I know the comment you're referring to and unfortunately, I did agree with it. To be honest, I am only reading the story because I'm intrigued by the idea of Applejack trying to pick up her life again after a tragic event. Anything in the story that's not about that is just a distraction.

I don't really care about the OCs at all. That's not because they're badly written; it's just that I don't know them and nothing is at stake with them; they're already living their own comfortable lives and any problems they have pale in comparison to Applejack's. They simply aren't the focus of the story no matter how much you may want them to be.

I don't mean to belittle your writing; I think you're a great writer and you should definitely keep at it. I'd still love to see more of this story. But I do think my expectations differ from yours, and maybe that's the case with others of your readers too.

In my personal opinion, I'd say keep the story's pace as it is, nice, slow and detailed, but keep the ocs to a minimum. They aren't bad, but they should be kept in the background, like how in romance stories between 2 of the mane six, the other 4 are kept there as friends, but hardly the center of attention. Like you said in your post, people clicked on the story because your concept is really really interesting. It's fresh and new and well written. Pretty much any oc you put in there is not going to be as interesting as that storyline, and they shouldn't fight for that spotlight.

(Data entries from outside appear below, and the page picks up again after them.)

use std::{
    collections::HashMap,
    net::{IpAddr, Ipv4Addr, SocketAddr},
    path::PathBuf,
    time::Duration,
};

use anyhow::{Context, Result};
use clap::{Arg, ArgMatches, Command};
use config::{builder::DefaultState, Config, ConfigBuilder, Environment};
use serde::Deserialize;
use serde_with::{serde_as, DurationSecondsWithFrac};
use url::Url;

use crate::{
    alertmanager_webhook_receiver::AlertReceiverSettings, auth::AuthSettings, error::AlertError,
    log::LogSettings, telemetry_endpoint::TelemetryEndpointSettings,
};

pub const DEFAULT_CONFIG_PATH: &str = "./config.yaml";

/// flat environment variables and the settings key they override
const LEGACY_VARIABLES: [(&str, &str); 6] = [
    ("EMAIL_URL", "mailer.url"),
    ("EMAIL_API_KEY", "mailer.api_key"),
    ("EMAIL_FROM", "mailer.sender_email"),
    ("EMAIL_TO", "mailer.recipients"),
    ("API_USERNAME", "auth.username"),
    ("API_PASSWORD", "auth.password"),
];

/// keys without a sensible default
const REQUIRED_KEYS: [(&str, &str); 3] = [
    ("mailer.url", "EMAIL_URL"),
    ("mailer.api_key", "EMAIL_API_KEY"),
    ("mailer.sender_email", "EMAIL_FROM"),
];

#[derive(Debug, Clone, Deserialize)]
pub struct Settings {
    #[serde(default)]
    pub alert_webhook_receiver: AlertReceiverSettings,
    #[serde(default)]
    pub telemetry_endpoint: TelemetryEndpointSettings,
    pub mailer: MailerSettings,
    #[serde(default)]
    pub auth: AuthSettings,
    /// custom email template replacing the built-in one
    #[serde(default)]
    pub template: Option<PathBuf>,
    #[serde(default)]
    pub log: LogSettings,
}

#[serde_as]
#[derive(Debug, Clone, Deserialize)]
/// mail provider settings
pub struct MailerSettings {
    /// send endpoint of the mail provider
    pub url: Url,
    /// sent in the `api-key` header
    pub api_key: String,
    pub sender_email: String,
    #[serde(default = "default_sender_name")]
    pub sender_name: String,
    /// comma separated recipient addresses
    #[serde(default)]
    pub recipients: String,
    /// put in brackets in front of every subject
    #[serde(default = "default_subject_prefix")]
    pub subject_prefix: String,
    #[serde_as(as = "DurationSecondsWithFrac<f64>")]
    #[serde(default = "default_timeout")]
    pub timeout: Duration,
}

fn default_sender_name() -> String {
    String::from("Alertas SigNoz")
}

fn default_subject_prefix() -> String {
    String::from("SigNoz")
}

fn default_timeout() -> Duration {
    Duration::from_secs(10)
}

pub(crate) fn default_bind_address() -> IpAddr {
    IpAddr::V4(Ipv4Addr::UNSPECIFIED)
}

pub(crate) fn socket_addr(bind_address: IpAddr, port: u16) -> SocketAddr {
    SocketAddr::new(bind_address, port)
}

fn command() -> Command<'static> {
    Command::new(clap::crate_name!())
        .version(clap::crate_version!())
        .about(clap::crate_description!())
        .args([
            Arg::new("config")
                .help("path of config file")
                .takes_value(true)
                .short('c')
                .long("config")
                .default_value(DEFAULT_CONFIG_PATH),
            Arg::new("level")
                .help("log level")
                .possible_values(["error", "warn", "info", "debug", "trace"])
                .ignore_case(true)
                .takes_value(true)
                .long("log"),
        ])
}

impl Settings {
    /// Loads settings from command line, config file and environment.
    pub fn load() -> Result<Self> {
        Self::load_from(command().get_matches(), std::env::vars())
    }

    fn load_from(opts: ArgMatches, env: impl IntoIterator<Item = (String, String)>) -> Result<Self> {
        let config_path = opts.value_of("config").unwrap_or(DEFAULT_CONFIG_PATH);

        let builder = Config::builder()
            .add_source(config::File::with_name(config_path).required(false))
            .add_source(
                Environment::with_prefix("ALERTMAIL").prefix_separator("__").separator("__"),
            );

        Self::build(builder, env.into_iter().collect(), opts.value_of("level"))
    }

    /// Applies legacy environment variables and the command line log level on
    /// top of `builder`, then deserializes and validates the result.
    fn build(
        mut builder: ConfigBuilder<DefaultState>,
        env: HashMap<String, String>,
        level: Option<&str>,
    ) -> Result<Self> {
        for (variable, key) in LEGACY_VARIABLES {
            if let Some(value) = env.get(variable) {
                builder = builder.set_override(key, value.as_str())?;
            }
        }

        if let Some(level) = level {
            builder = builder.set_override("log.level", level)?;
        }

        let conf = builder.build().context("can't load config")?;

        for (key, variable) in REQUIRED_KEYS {
            match conf.get_string(key) {
                Ok(value) if !value.trim().is_empty() => {}
                _ => {
                    return Err(AlertError::Configuration(format!(
                        "`{key}` must be set (config file or {variable})"
                    ))
                    .into())
                }
            }
        }

        let settings: Settings = conf.try_deserialize().context("can't load config")?;
        settings.auth.validate()?;

        Ok(settings)
    }
}

#[cfg(test)]
mod tests {
    use config::{File, FileFormat};

    use super::*;

    fn build(yaml: &str, env: &[(&str, &str)]) -> Result<Settings> {
        let builder = Config::builder().add_source(File::from_str(yaml, FileFormat::Yaml));
        let env = env.iter().map(|(k, v)| (k.to_string(), v.to_string())).collect();

        Settings::build(builder, env, None)
    }

    const EMPTY: &str = "{}";

    const MINIMAL: &str = "
mailer:
  url: https://api.brevo.com/v3/smtp/email
  api_key: key
  sender_email: alerts@example.com
";

    #[test]
    fn defaults() {
        let settings = build(MINIMAL, &[]).unwrap();

        assert_eq!(settings.mailer.url.as_str(), "https://api.brevo.com/v3/smtp/email");
        assert_eq!(settings.mailer.sender_name, "Alertas SigNoz");
        assert_eq!(settings.mailer.subject_prefix, "SigNoz");
        assert_eq!(settings.mailer.recipients, "");
        assert_eq!(settings.mailer.timeout, Duration::from_secs(10));
        assert_eq!(settings.alert_webhook_receiver.to_socket_addr().to_string(), "0.0.0.0:8000");
        assert_eq!(settings.telemetry_endpoint.to_socket_addr().to_string(), "0.0.0.0:9100");
        assert!(settings.auth.credentials().is_none());
        assert!(settings.template.is_none());
        assert_eq!(settings.log.level, "info");
    }

    #[test]
    fn legacy_environment_overrides_file() {
        let settings = build(
            MINIMAL,
            &[
                ("EMAIL_URL", "http://localhost:1234/send"),
                ("EMAIL_API_KEY", "env-key"),
                ("EMAIL_FROM", "env@example.com"),
                ("EMAIL_TO", "a@example.com,b@example.com"),
                ("API_USERNAME", "signoz"),
                ("API_PASSWORD", "hunter2"),
                ("UNRELATED", "x"),
            ],
        )
        .unwrap();

        assert_eq!(settings.mailer.url.as_str(), "http://localhost:1234/send");
        assert_eq!(settings.mailer.api_key, "env-key");
        assert_eq!(settings.mailer.sender_email, "env@example.com");
        assert_eq!(settings.mailer.recipients, "a@example.com,b@example.com");

        let credentials = settings.auth.credentials().unwrap();
        assert_eq!(credentials.username, "signoz");
        assert_eq!(credentials.password, "hunter2");
    }

    #[test]
    fn environment_only() {
        let settings = build(
            EMPTY,
            &[
                ("EMAIL_URL", "http://localhost:1234/send"),
                ("EMAIL_API_KEY", "env-key"),
                ("EMAIL_FROM", "env@example.com"),
            ],
        )
        .unwrap();

        assert_eq!(settings.mailer.api_key, "env-key");
    }

    #[test]
    fn file_values() {
        let settings = build(
            "
alert_webhook_receiver:
  bind_address: 127.0.0.1
  port: 8080
mailer:
  url: https://mail.example.com/send
  api_key: key
  sender_email: alerts@example.com
  recipients: ops@example.com
  subject_prefix: Prod
  timeout: 2.5
template: /etc/alertmail/alert.html
log:
  level: debug
",
            &[],
        )
        .unwrap();

        assert_eq!(settings.alert_webhook_receiver.to_socket_addr().to_string(), "127.0.0.1:8080");
        assert_eq!(settings.mailer.subject_prefix, "Prod");
        assert_eq!(settings.mailer.timeout, Duration::from_millis(2500));
        assert_eq!(settings.template, Some(PathBuf::from("/etc/alertmail/alert.html")));
        assert_eq!(settings.log.level, "debug");
    }

    #[test]
    fn timeouts_keep_fractions() {
        for (raw, expected) in [("0.25", Duration::from_millis(250)), ("30", Duration::from_secs(30))] {
            let settings = build(&format!("{MINIMAL}  timeout: {raw}\n"), &[]).unwrap();
            assert_eq!(settings.mailer.timeout, expected, "{raw}");
        }
    }

    #[test]
    fn missing_required_values() {
        let err = build(EMPTY, &[]).unwrap_err();
        assert!(format!("{err:#}").contains("mailer.url"), "{err:#}");

        let err = build(EMPTY, &[("EMAIL_URL", "http://x"), ("EMAIL_FROM", "a@b")]).unwrap_err();
        assert!(format!("{err:#}").contains("EMAIL_API_KEY"), "{err:#}");

        let err =
            build(EMPTY, &[("EMAIL_URL", "http://x"), ("EMAIL_API_KEY", " "), ("EMAIL_FROM", "a@b")])
                .unwrap_err();
        assert!(format!("{err:#}").contains("mailer.api_key"), "{err:#}");
    }

    #[test]
    fn invalid_url() {
        assert!(build(EMPTY, &[("EMAIL_URL", "not a url"), ("EMAIL_API_KEY", "k"), ("EMAIL_FROM", "a@b")])
            .is_err());
    }

    #[test]
    fn half_configured_auth() {
        let err = build(MINIMAL, &[("API_USERNAME", "signoz")]).unwrap_err();
        assert!(format!("{err:#}").contains("auth.password"), "{err:#}");
    }

    #[test]
    fn command_line() {
        let opts = command().get_matches_from(["alertmail", "-c", "/nonexistent/alertmail.yaml", "--log", "DEBUG"]);
        assert_eq!(opts.value_of("config"), Some("/nonexistent/alertmail.yaml"));

        let settings = Settings::load_from(
            opts,
            [
                ("EMAIL_URL".to_string(), "http://localhost/send".to_string()),
                ("EMAIL_API_KEY".to_string(), "k".to_string()),
                ("EMAIL_FROM".to_string(), "a@example.com".to_string()),
            ],
        )
        .unwrap();
        assert_eq!(settings.log.level.to_lowercase(), "debug");
    }
}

Sorry to hear you're thinking of dropping this. I really like the idea, but I can certainly understand some of what has been said about it. I'll be honest about my feelings for it, though maybe a bit blunt.

Your OCs are, to put it directly, not a terribly compelling lot. My problem with them is that they haven't done all that much of consequence, outside of dragging AJ in from the swamp. Apache is the weakest by far, and could be substituted by Skylight or Rhapsody in almost all instances. He's just so... superfluous. He couldn't even act as an exposition dump for local history, to catch AJ and the reader up on the setting. Rhapsody is a little more useful, but he's not in the story all that much. I haven't been able to divine any purpose to them narrative wise, aside from unearthing Applejack. Given AJ's importance and, really, what happens with Luna in chapter 6, they could very easily be dropped from the story entirely at this point with a simple relocation of AJ to, say Canterlot, and they'd have served almost no narrative impact despite close to 20K words spent on them. For me, I haven't been given a compelling enough reason to want to keep those ponies around.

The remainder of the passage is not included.